Nor should we overvalue the purity of reason. Religion, though often ridiculous in its premises and tyrannical in its authorities, is at least irrational in an honest way. Its devotees pray, which is to say they beg for help — for hope, for love. A rationalist, by contrast, believes himself immune to superstition even as he bows to systems as arbitrary and unprovable as any revelation. Worse, the rationalist tyrant has no saints to imitate and no mercy to offer. His logic is fastidious, and his cruelty efficient.
We must not forget that many of the worst horrors in modern history were committed not by theocrats or mystics, but by those who believed they had reason — and therefore right — on their side. The gulag and the gas chamber were not results of compliance to a faith; they were achievements of scientific certainty. And this should worry anyone whose primary concern is getting the categories right.
Here I turn, with a sigh of relief, to that peculiarly American saint, William James. James, in his Varieties of Religious Experience, dared to ask not whether a belief was provable, but whether it was helpful — an escape from both authoritarian metaphysics and sterilized rationalism. A belief may be true not in the abstract but in its cash-value — that is, in the difference it makes in one’s life. If belief in angels helps a man avoid drink and keep his promises, then for all practical purposes, angels exist. If a man is tortured unceasingly in his mind, he may as well be truly beset by the demons he imagines.

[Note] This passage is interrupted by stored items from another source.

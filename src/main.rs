// reposeek - search GitHub repositories as you type
//
// Type a query, wait for the debounce to settle, and the first page of
// matching repositories appears. Scroll to the bottom of the list and the
// next page is appended.
//
// Architecture:
// - Search (reqwest + tokio): debounced queries, pagination, result state
// - TUI (ratatui): search box, result list, banner, logs panel
// - CLI (clap): headless one-shot search and config management
// - Logging (tracing): TUI buffer or stderr, plus optional rotating JSON files

mod cli;
mod config;
mod logging;
mod search;
mod tui;

use anyhow::Result;
use clap::Parser;
use cli::{Cli, Commands};
use config::{Config, LogRotation, LoggingConfig};
use logging::{LogBuffer, TuiLogLayer};
use tracing_appender::non_blocking::WorkerGuard;
use tracing_subscriber::{layer::SubscriberExt, util::SubscriberInitExt, EnvFilter};

#[tokio::main]
async fn main() -> Result<()> {
    let cli = Cli::parse();

    // Config management never needs logging or a valid config file
    if let Some(Commands::Config { show, path, reset }) = cli.command {
        return cli::handle_config(show, path, reset);
    }

    // Ensure config template exists (helps users discover options)
    Config::ensure_config_exists();

    let config = Config::load()?;

    match cli.command {
        Some(Commands::Search { query, page, json }) => {
            let guard = init_tracing(&config, None);
            let succeeded = cli::handle_search(&config, &query, page, json).await?;
            if !succeeded {
                // Flush file logs before exiting
                drop(guard);
                std::process::exit(1);
            }
            Ok(())
        }
        _ => {
            let log_buffer = LogBuffer::new();
            let _file_guard = init_tracing(&config, Some(log_buffer.clone()));
            tui::run_tui(config, log_buffer, cli.query).await
        }
    }
}

/// Install the global subscriber
///
/// With a log buffer (TUI mode) events go to the logs panel; without one they
/// go to stderr so stdout stays clean for results. File logging is added on
/// top when enabled. The returned guard must outlive the program's logging.
///
/// Precedence: RUST_LOG env var > config file > default "info"
fn init_tracing(config: &Config, log_buffer: Option<LogBuffer>) -> Option<WorkerGuard> {
    let default_filter = format!("reposeek={}", config.logging.level);
    let filter = EnvFilter::try_from_default_env().unwrap_or_else(|_| default_filter.into());

    let (file_writer, guard) = match file_appender(&config.logging) {
        Some(appender) => {
            let (writer, guard) = tracing_appender::non_blocking(appender);
            (Some(writer), Some(guard))
        }
        None => (None, None),
    };

    // File layer uses JSON format for structured log parsing
    let file_layer = file_writer.map(|writer| {
        tracing_subscriber::fmt::layer()
            .json()
            .with_writer(writer)
            .with_ansi(false)
    });

    let stderr_layer = log_buffer
        .is_none()
        .then(|| tracing_subscriber::fmt::layer().with_writer(std::io::stderr));
    let tui_layer = log_buffer.map(TuiLogLayer::new);

    tracing_subscriber::registry()
        .with(filter)
        .with(tui_layer)
        .with(stderr_layer)
        .with(file_layer)
        .init();

    guard
}

/// Rolling file appender for the configured rotation, if file logging is on
fn file_appender(logging: &LoggingConfig) -> Option<tracing_appender::rolling::RollingFileAppender> {
    if !logging.file_enabled {
        return None;
    }

    if let Err(e) = std::fs::create_dir_all(&logging.file_dir) {
        eprintln!(
            "Warning: Could not create log directory {:?}: {}",
            logging.file_dir, e
        );
        return None;
    }

    let appender = match logging.file_rotation {
        LogRotation::Hourly => {
            tracing_appender::rolling::hourly(&logging.file_dir, &logging.file_prefix)
        }
        LogRotation::Daily => {
            tracing_appender::rolling::daily(&logging.file_dir, &logging.file_prefix)
        }
        LogRotation::Never => {
            tracing_appender::rolling::never(&logging.file_dir, &logging.file_prefix)
        }
    };
    Some(appender)
}
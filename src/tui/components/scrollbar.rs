//! Scrollbar rendering helper shared by the scrollable panels

use crate::tui::scroll::ScrollState;
use ratatui::{
    layout::{Margin, Rect},
    widgets::{Scrollbar, ScrollbarOrientation, ScrollbarState},
    Frame,
};

/// Visual style for the scrollbar
#[derive(Debug, Clone, Copy, Default)]
pub enum ScrollbarStyle {
    /// Arrows at top and bottom (↑ ↓)
    Arrows,
    /// No arrows, just the thumb
    #[default]
    Minimal,
}

/// Render a vertical scrollbar on the right border of a panel
///
/// Draws nothing when the content fits.
pub fn render_scrollbar(f: &mut Frame, area: Rect, scroll: &ScrollState, style: ScrollbarStyle) {
    if !scroll.needs_scrollbar() {
        return;
    }

    let scrollbar = match style {
        ScrollbarStyle::Arrows => Scrollbar::new(ScrollbarOrientation::VerticalRight)
            .begin_symbol(Some("↑"))
            .end_symbol(Some("↓")),
        ScrollbarStyle::Minimal => Scrollbar::new(ScrollbarOrientation::VerticalRight)
            .begin_symbol(None)
            .end_symbol(None),
    };

    // ScrollbarState wants how far the content can scroll, not its full length
    let content_length = scroll.total().saturating_sub(scroll.viewport());
    let mut scrollbar_state = ScrollbarState::new(content_length).position(scroll.offset());

    let track = area.inner(Margin {
        vertical: 1,
        horizontal: 0,
    });
    f.render_stateful_widget(scrollbar, track, &mut scrollbar_state);
}
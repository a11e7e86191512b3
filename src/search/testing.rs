//! Test doubles for driving the session without a network

use super::client::RepoSearch;
use super::models::{ResultItem, SearchOutcome};
use std::sync::{Arc, Mutex};

type Responder = Box<dyn Fn(&str, u32) -> SearchOutcome + Send + Sync>;

/// Backend that records calls and answers from a closure
pub struct FakeSearch {
    calls: Mutex<Vec<(String, u32)>>,
    respond: Responder,
}

impl FakeSearch {
    pub fn new(respond: impl Fn(&str, u32) -> SearchOutcome + Send + Sync + 'static) -> Arc<Self> {
        Arc::new(Self {
            calls: Mutex::new(Vec::new()),
            respond: Box::new(respond),
        })
    }

    /// Every (query, page) requested so far, in order
    pub fn calls(&self) -> Vec<(String, u32)> {
        self.calls.lock().unwrap().clone()
    }
}

impl RepoSearch for FakeSearch {
    async fn search(&self, query: &str, page: u32) -> SearchOutcome {
        self.calls.lock().unwrap().push((query.to_string(), page));
        (self.respond)(query, page)
    }
}

/// `count` items numbered from where page `page` of a 10-per-page listing starts
pub fn page_of(count: u64, page: u32) -> SearchOutcome {
    let base = (page as u64 - 1) * 10;
    SearchOutcome::Items(
        (base..base + count)
            .map(|id| ResultItem {
                id,
                full_name: format!("facebook/react-{}", id),
                html_url: format!("https://github.com/facebook/react-{}", id),
                watchers: 100,
                forks: 10,
            })
            .collect(),
    )
}
// Components module - reusable UI building blocks
//
// - Title bar: app name, loading spinner, endpoint host
// - Search input: the query box, owns the terminal cursor
// - Results panel: repository rows with selection and scrollbar
// - Banner: loading indicator and error message
// - Logs panel: system log entries
// - Status bar: counts and key hints
// - Toast: transient overlay

pub mod banner;
pub mod formatters;
pub mod logs_panel;
pub mod results_panel;
pub mod scrollbar;
pub mod search_input;
pub mod status_bar;
pub mod title_bar;
pub mod toast;

pub use logs_panel::LogsPanel;
pub use results_panel::{EmptyHint, ResultsPanel};
pub use toast::Toast;

use crate::search::RepoSearch;
use crate::tui::app::App;
use ratatui::{layout::Rect, Frame};

/// Render the title bar (convenience wrapper)
pub fn render_title<S: RepoSearch>(f: &mut Frame, area: Rect, app: &App<S>) {
    title_bar::render(f, area, app);
}

/// Render the status bar (convenience wrapper)
pub fn render_status<S: RepoSearch>(f: &mut Frame, area: Rect, app: &App<S>) {
    status_bar::render(f, area, app);
}

/// Render the query box
pub fn render_search_input<S: RepoSearch>(f: &mut Frame, area: Rect, app: &App<S>) {
    let ctx = app.render_context();
    search_input::render(
        f,
        area,
        app.session.query(),
        app.session.is_debouncing(),
        &ctx,
    );
}

/// Sync the results panel with the session and render it
pub fn render_results_panel<S: RepoSearch>(f: &mut Frame, area: Rect, app: &mut App<S>) {
    let height = area.height.saturating_sub(2) as usize;
    let count = app.session.state().results().len();
    app.results_panel.sync(count, height);

    let state = app.session.state();
    let empty = if app.session.query().is_empty() {
        EmptyHint::NoQuery
    } else if state.is_loading() || app.session.is_debouncing() {
        EmptyHint::Searching
    } else {
        EmptyHint::NoResults
    };

    let ctx = app.render_context();
    app.results_panel
        .render_with_items(f, area, state.results(), empty, &ctx);
}

/// Render the loading/error banner
pub fn render_banner<S: RepoSearch>(f: &mut Frame, area: Rect, app: &App<S>) {
    let ctx = app.render_context();
    banner::render(f, area, app.session.state(), &ctx);
}

/// Sync the logs panel with the log buffer and render it
pub fn render_logs_panel<S: RepoSearch>(f: &mut Frame, area: Rect, app: &mut App<S>) {
    let height = area.height.saturating_sub(2) as usize;
    let entries = app.log_buffer.get_all();
    app.logs_panel.sync_entries(&entries, height);

    let ctx = app.render_context();
    app.logs_panel.render_with_entries(f, area, &entries, &ctx);
}
// Input handling with configurable key behaviors
//
// Action keys trigger once per press; navigation keys trigger on press and
// then repeat while held. Query text never goes through here: every typed
// character must land in the input box, held or not.

use crossterm::event::KeyCode;
use std::collections::HashMap;
use std::time::{Duration, Instant};

/// Minimum gap between triggers of a held action key, for terminals that
/// never send release events
const ACTION_REPEAT_GAP: Duration = Duration::from_millis(150);

/// Defines how a key should behave when pressed/held
#[derive(Debug, Clone, Copy)]
pub enum KeyBehavior {
    /// Trigger once per press (Enter, Tab, toggles)
    StateChange,

    /// Trigger on press, then repeat after an initial delay (arrows, paging)
    Repeatable {
        initial_delay: Duration,
        repeat_interval: Duration,
    },
}

impl KeyBehavior {
    /// Arrow keys
    pub fn navigation() -> Self {
        Self::Repeatable {
            initial_delay: Duration::from_millis(500),
            repeat_interval: Duration::from_millis(50),
        }
    }

    /// PageUp/PageDown/Home/End
    pub fn fast_navigation() -> Self {
        Self::Repeatable {
            initial_delay: Duration::from_millis(300),
            repeat_interval: Duration::from_millis(30),
        }
    }
}

/// Tracks the state of a single key
#[derive(Debug, Default)]
struct KeyState {
    is_pressed: bool,
    press_started: Option<Instant>,
    last_triggered: Option<Instant>,
}

impl KeyState {
    fn release(&mut self) {
        *self = Self::default();
    }
}

/// Input handler that manages key behaviors
pub struct InputHandler {
    key_states: HashMap<KeyCode, KeyState>,
    key_behaviors: HashMap<KeyCode, KeyBehavior>,
}

impl InputHandler {
    pub fn new() -> Self {
        Self {
            key_states: HashMap::new(),
            key_behaviors: HashMap::new(),
        }
    }

    /// Configure multiple keys with the same behavior
    pub fn configure_keys(&mut self, keys: &[KeyCode], behavior: KeyBehavior) {
        for key in keys {
            self.key_behaviors.insert(*key, behavior);
        }
    }

    /// Handle a key press event
    /// Returns true if the action should be triggered
    pub fn handle_key_press(&mut self, key: KeyCode) -> bool {
        self.press_at(key, Instant::now())
    }

    fn press_at(&mut self, key: KeyCode, now: Instant) -> bool {
        let behavior = self
            .key_behaviors
            .get(&key)
            .copied()
            .unwrap_or(KeyBehavior::StateChange);

        let state = self.key_states.entry(key).or_default();

        if !state.is_pressed {
            state.is_pressed = true;
            state.press_started = Some(now);
            state.last_triggered = Some(now);
            return true;
        }

        let (Some(press_start), Some(last)) = (state.press_started, state.last_triggered) else {
            return false;
        };

        let fire = match behavior {
            KeyBehavior::StateChange => now.duration_since(last) >= ACTION_REPEAT_GAP,
            KeyBehavior::Repeatable {
                initial_delay,
                repeat_interval,
            } => {
                now.duration_since(press_start) >= initial_delay
                    && now.duration_since(last) >= repeat_interval
            }
        };

        if fire {
            state.last_triggered = Some(now);
        }
        fire
    }

    /// Handle a key release event
    pub fn handle_key_release(&mut self, key: KeyCode) {
        if let Some(state) = self.key_states.get_mut(&key) {
            state.release();
        }
    }

    /// Navigation keys repeat; action keys trigger once per press
    pub fn with_default_config() -> Self {
        let mut handler = Self::new();

        handler.configure_keys(&[KeyCode::Up, KeyCode::Down], KeyBehavior::navigation());

        handler.configure_keys(
            &[
                KeyCode::PageUp,
                KeyCode::PageDown,
                KeyCode::Home,
                KeyCode::End,
            ],
            KeyBehavior::fast_navigation(),
        );

        handler.configure_keys(
            &[
                KeyCode::Enter,
                KeyCode::Esc,
                KeyCode::Tab,
                KeyCode::BackTab,
                // Ctrl+Y / Ctrl+L
                KeyCode::Char('y'),
                KeyCode::Char('l'),
            ],
            KeyBehavior::StateChange,
        );

        handler
    }
}

impl Default for InputHandler {
    fn default() -> Self {
        Self::with_default_config()
    }
}

#[cfg(test)]
mod tests {
    use super::*;

    #[test]
    fn test_state_change_no_repeat() {
        let mut handler = InputHandler::with_default_config();
        let t0 = Instant::now();

        assert!(handler.press_at(KeyCode::Enter, t0));

        // Held: no re-trigger inside the gap
        assert!(!handler.press_at(KeyCode::Enter, t0 + Duration::from_millis(20)));
        assert!(!handler.press_at(KeyCode::Enter, t0 + Duration::from_millis(100)));

        handler.handle_key_release(KeyCode::Enter);
        assert!(handler.press_at(KeyCode::Enter, t0 + Duration::from_millis(110)));
    }

    #[test]
    fn test_state_change_without_release_events() {
        let mut handler = InputHandler::with_default_config();
        let t0 = Instant::now();

        assert!(handler.press_at(KeyCode::Tab, t0));
        assert!(handler.press_at(KeyCode::Tab, t0 + Duration::from_millis(200)));
    }

    #[test]
    fn test_repeatable_with_delay() {
        let mut handler = InputHandler::new();
        handler.configure_keys(
            &[KeyCode::Down],
            KeyBehavior::Repeatable {
                initial_delay: Duration::from_millis(100),
                repeat_interval: Duration::from_millis(50),
            },
        );
        let t0 = Instant::now();

        assert!(handler.press_at(KeyCode::Down, t0));
        assert!(!handler.press_at(KeyCode::Down, t0 + Duration::from_millis(10)));
        assert!(handler.press_at(KeyCode::Down, t0 + Duration::from_millis(110)));
        assert!(!handler.press_at(KeyCode::Down, t0 + Duration::from_millis(130)));
        assert!(handler.press_at(KeyCode::Down, t0 + Duration::from_millis(170)));
    }
}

James is no metaphysical anarchist, he merely reminds us that a truth which makes no practical difference is indistinguishable from a lie. It matters less whether something is essentially or descriptively true, but whether it gives courage to the despairing, sobriety to the dissolute, or peace to the tormented. If a thing works — if it shapes and steadies a life — it is truth enough.
This pragmatic view does not flatter our vanity. It suggests that our identities, too, are not eternal forms but provisional constructs: not what we are in some divine registry, but what we can live with, through, and by. A man may call himself American, catholic, gender-fluid, or a fan of Manchester United; the important question is not whether his declaration aligns with some essentialist taxonomy, but whether he can get through the week without collapsing under the weight of his own description. That, and whether he can be of some use to others.
James suggests that our thinking is of a mixed quality and can never be rightly separated from our impulses and needs. This is less a concession than a confession: we are muddled beings, living among other muddled beings, inventing coherence as we go. Better a doctrine that admits this confusion than one that punishes others for failing to pretend it away.
Indeed, if there is any wisdom left in the wreckage of our categories, it is this: truth, or at least truth enough, is patient. The world will not conform to our abstractions, however elegantly they are written. It resists our diagrams, wiggles free from our taxonomies, and bleeds through our slogans. Whether we call ourselves realists, nominalists, or pragmatists, the only thing we may trust is the stubborn refusal of people to remain within the lines we draw for them. And in that refusal, there may be the faint outline of a better world — one drawn not with ideas but through lives.